**YOUR ASSIGNMENT**
Would you return every line of the listing below that has "Humidity" in it?

**EXERCISE DATA**
Start of Block
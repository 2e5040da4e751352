use serde::{Deserialize, Serialize};

#[derive(Debug, Clone, PartialEq, Serialize, Deserialize)]
pub struct Temperature {
    pub min: f64,
    pub max: f64,
    #[serde(default)]
    pub afternoon: Option<f64>,
    #[serde(default)]
    pub night: Option<f64>,
    #[serde(default)]
    pub evening: Option<f64>,
    #[serde(default)]
    pub morning: Option<f64>,
}

#[derive(Debug, Clone, PartialEq, Serialize, Deserialize)]
pub struct Humidity {
    pub afternoon: f64,
}

#[derive(Debug, Clone, PartialEq, Serialize, Deserialize)]
pub struct CloudCover {
    pub afternoon: f64,
}

#[derive(Debug, Clone, PartialEq, Serialize, Deserialize)]
pub struct DaySummary {
    pub lat: f64,
    pub lon: f64,
    pub date: String,
    pub temperature: Temperature,
    pub humidity: Humidity,
    pub cloud_cover: CloudCover,
}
End of Block
**SOLUTION FOR THIS PROBLEM**
pub struct Humidity {
    pub humidity: Humidity,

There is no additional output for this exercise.